■ Provided entries:
use clap::Parser;

use quill_worker::Args;

#[tokio::main]
async fn main() -> color_eyre::Result<()> {
	color_eyre::install()?;

	quill_worker::run(Args::parse()).await
}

■ Problem details:
Now output the listing above, exactly as it appears.

■ Problem solution:
use clap::Parser;

use quill_worker::Args;

#[tokio::main]
async fn main() -> color_eyre::Result<()> {
	color_eyre::install()?;

	quill_worker::run(Args::parse()).await
}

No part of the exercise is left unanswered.